Set a time limit on reading it. Try to be reasonable when considering whether you’re the kind of person who needs the bridle or the whip! If you set a goal too aggressively, you’ll hurt yourself; if you set a goal too conservatively, you’ll dawdle. When I was reading the Enneads, I tried to commit to an average of one essay a week. This was a little aggressive, but was actually a fairly good time limit for me; but what if you pick your time limit badly? Stick with it for this essay, but revise it on the next.
Personally, I like to only formally commit myself to a single work at a time: as I write this, I’m studying the Elements of Theology, and before that I did the Enneads, and before that I did On the Gods and the World; but of course I’m promiscuous and like to read lots of things at once. I don’t like to alternate between different works, say Plotinos this week and Platon the next; rather, I will instead formally commit to Plotinos but leave myself enough time in each segment to read other things, too.
Read the work! I don’t have any particular strategy here: sometimes a work is short and easy and I just read it all in a single pass, while other times I’m need to really take it paragraph-by-paragraph, and still others I’ll read it quickly the first time and then again with more care. The goal is to try and understand what the author is saying and why; and different authors, different works, different motivations driving the author, different historical contexts all seem to require their own handling to understand. It’s important to try and understand the author, though: try to suspend judgement on whether the work is good or bad or whatever until after you understand it.
Write a page-long summary of the work. (I say “page-long,” but to be honest, I’m usually writing on a computer. Figure about three paragraphs for an “average-sized” work, and if something needs more or less, go ahead and recalibrate.) It’s been said that you don’t understand something unless you can teach it, so attempt to summarize the most salient points of the work. If you don’t understand it well enough to do so, read it again—and again if necessary! When I was working through Plotinos, only the shortest and simplest essays could I get in a single pass; usually it took me two or three reads. (The hardest ones took five!) This is why you set yourself a time limit; sometimes a work is just beyond you, and if you bump into the time limit, just call it, do your best, and make a mental note to revisit the work some other time. (And don’t feel too bad about doing so! I’m in very poor health and a lot of times my brain is simply too fogged over to engage as deeply as I’d like in the material. But Providence is just, and I’m inclined to think that if one makes an honest effort, one will be blessed by it.)

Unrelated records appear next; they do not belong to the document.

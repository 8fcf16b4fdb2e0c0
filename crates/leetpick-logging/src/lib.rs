//! # leetpick-logging
//!
//! Logging for the leetpick practice picker.
//!
//! This crate provides structured logging for session events.
//!
//! ## Key Types
//!
//! - [`Logger`] - Structured event logging
//! - [`LogEvent`] - Log event types
//! - [`LogFormat`] - Output formats (Pretty, JSON, Compact)
//!
//! ## Log Formats
//!
//! - `Pretty` - Human-readable colored output
//! - `JSON` - Structured JSON lines
//! - `Compact` - Minimal text output

mod events;

pub use events::{LogEvent, LogFormat, Logger};

use tracing_subscriber::{fmt, prelude::*, EnvFilter};

/// Initialize tracing for the application
pub fn init_tracing(level: &str, format: LogFormat) {
    let filter = EnvFilter::try_from_default_env().unwrap_or_else(|_| EnvFilter::new(level));

    match format {
        LogFormat::Json => {
            tracing_subscriber::registry()
                .with(filter)
                .with(
                    fmt::layer()
                        .json()
                        .with_target(false)
                        .with_writer(std::io::stderr),
                )
                .init();
        }
        LogFormat::Pretty | LogFormat::Compact => {
            tracing_subscriber::registry()
                .with(filter)
                .with(fmt::layer().with_target(false).with_writer(std::io::stderr))
                .init();
        }
    }
}
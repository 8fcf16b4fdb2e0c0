use chrono::NaiveDate;
use serde::{Deserialize, Serialize};

use crate::catalog::ProblemId;

/// Whether an attempt ended with an accepted solution
#[derive(Debug, Clone, Copy, PartialEq, Eq, Hash, Serialize, Deserialize)]
#[serde(rename_all = "lowercase")]
pub enum Outcome {
    Yes,
    No,
}

impl Outcome {
    pub fn is_solved(&self) -> bool {
        matches!(self, Outcome::Yes)
    }

    pub fn as_str(&self) -> &'static str {
        match self {
            Outcome::Yes => "yes",
            Outcome::No => "no",
        }
    }
}

/// One line of the completion ledger:
/// `<id>,<yes|no>,<errors>,<minutes>,<YYYY-MM-DD>`
#[derive(Debug, Clone, PartialEq, Eq, Serialize, Deserialize)]
pub struct CompletionRecord {
    pub problem_id: ProblemId,
    pub outcome: Outcome,
    pub errors: u32,
    pub minutes: u32,
    pub date: NaiveDate,
}

impl CompletionRecord {
    /// Attempt recorded by the `easy` command: solved, no errors, five minutes.
    pub fn easy(problem_id: ProblemId, date: NaiveDate) -> Self {
        Self {
            problem_id,
            outcome: Outcome::Yes,
            errors: 0,
            minutes: 5,
            date,
        }
    }

    pub fn to_line(&self) -> String {
        format!(
            "{},{},{},{},{}",
            self.problem_id,
            self.outcome.as_str(),
            self.errors,
            self.minutes,
            self.date.format("%Y-%m-%d")
        )
    }

    /// Parse a full ledger line. Returns `None` for anything malformed.
    pub fn parse_line(line: &str) -> Option<Self> {
        let fields: Vec<&str> = line.split(',').map(str::trim).collect();
        if fields.len() != 5 {
            return None;
        }

        let problem_id = parse_id(fields[0])?;
        let outcome = match fields[1] {
            "yes" => Outcome::Yes,
            "no" => Outcome::No,
            _ => return None,
        };
        let errors = fields[2].parse().ok()?;
        let minutes = fields[3].parse().ok()?;
        let date = NaiveDate::parse_from_str(fields[4], "%Y-%m-%d").ok()?;

        Some(Self {
            problem_id,
            outcome,
            errors,
            minutes,
            date,
        })
    }
}

/// Problem id from the first field of a ledger line. Only the id has to be
/// well formed for the line to count towards the completed set.
pub fn leading_id(line: &str) -> Option<ProblemId> {
    line.split(',').next().and_then(|field| parse_id(field.trim()))
}

fn parse_id(field: &str) -> Option<ProblemId> {
    field.parse::<ProblemId>().ok().filter(|id| *id > 0)
}
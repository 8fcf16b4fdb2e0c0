//! # leetpick-core
//!
//! Problem selection and the interactive practice loop.
//!
//! ## Key Types
//!
//! - [`Selector`] - Filters a candidate set and samples problems from it
//! - [`Session`] - Interactive controller over a sequence of problems
//! - [`Ledger`] / [`Console`] / [`Clock`] - Collaborators the session talks to
//!
//! Nothing in this crate touches the filesystem; persistence lives behind
//! the [`Ledger`] trait.

mod catalog;
mod clock;
mod console;
mod error;
mod fallback;
mod ledger;
mod outcome;
mod record;
mod selector;
mod session;
mod user_state;

pub use catalog::{Catalog, Difficulty, Problem, ProblemId};
pub use clock::{Clock, ManualClock, Stopwatch, SystemClock};
pub use console::Console;
pub use error::{LedgerError, SessionError};
pub use fallback::{select_with_fallback, FallbackTier, InitialSelection};
pub use ledger::{Ledger, MemoryLedger};
pub use outcome::{SessionOutcome, SessionTally};
pub use record::{leading_id, CompletionRecord, Outcome};
pub use selector::{SelectionCriteria, Selector, SkipSet};
pub use session::{Command, Session, SessionConfig, HELP_TEXT};
pub use user_state::{Category, UserState};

Write commentary on everything that stood out to you about the work. Did something surprise you? Did something upset you? In trying to reconcile the work with things you already know, does everything fit or were there things that seemed incongruous? How can you apply the work to your life?
I like to write my commentary in a very free-form way. As you’ve all seen by now, I also like to publish my summaries and commentaries: I write them for myself, but I publish them in the hopes that somebody finds the notes helpful. Naturally, I edit my commentary down when I do so to those that aren’t private—but, of course, much (most?) of my notes try to grapple with what the material means to me and how it fits with my experiences, and I think it is especially important to think about one’s relationship to a work.
Repeat from step 1. This is, intentionally, an infinite loop. You’ll have plenty of time to rest when you’re dead; for now, work.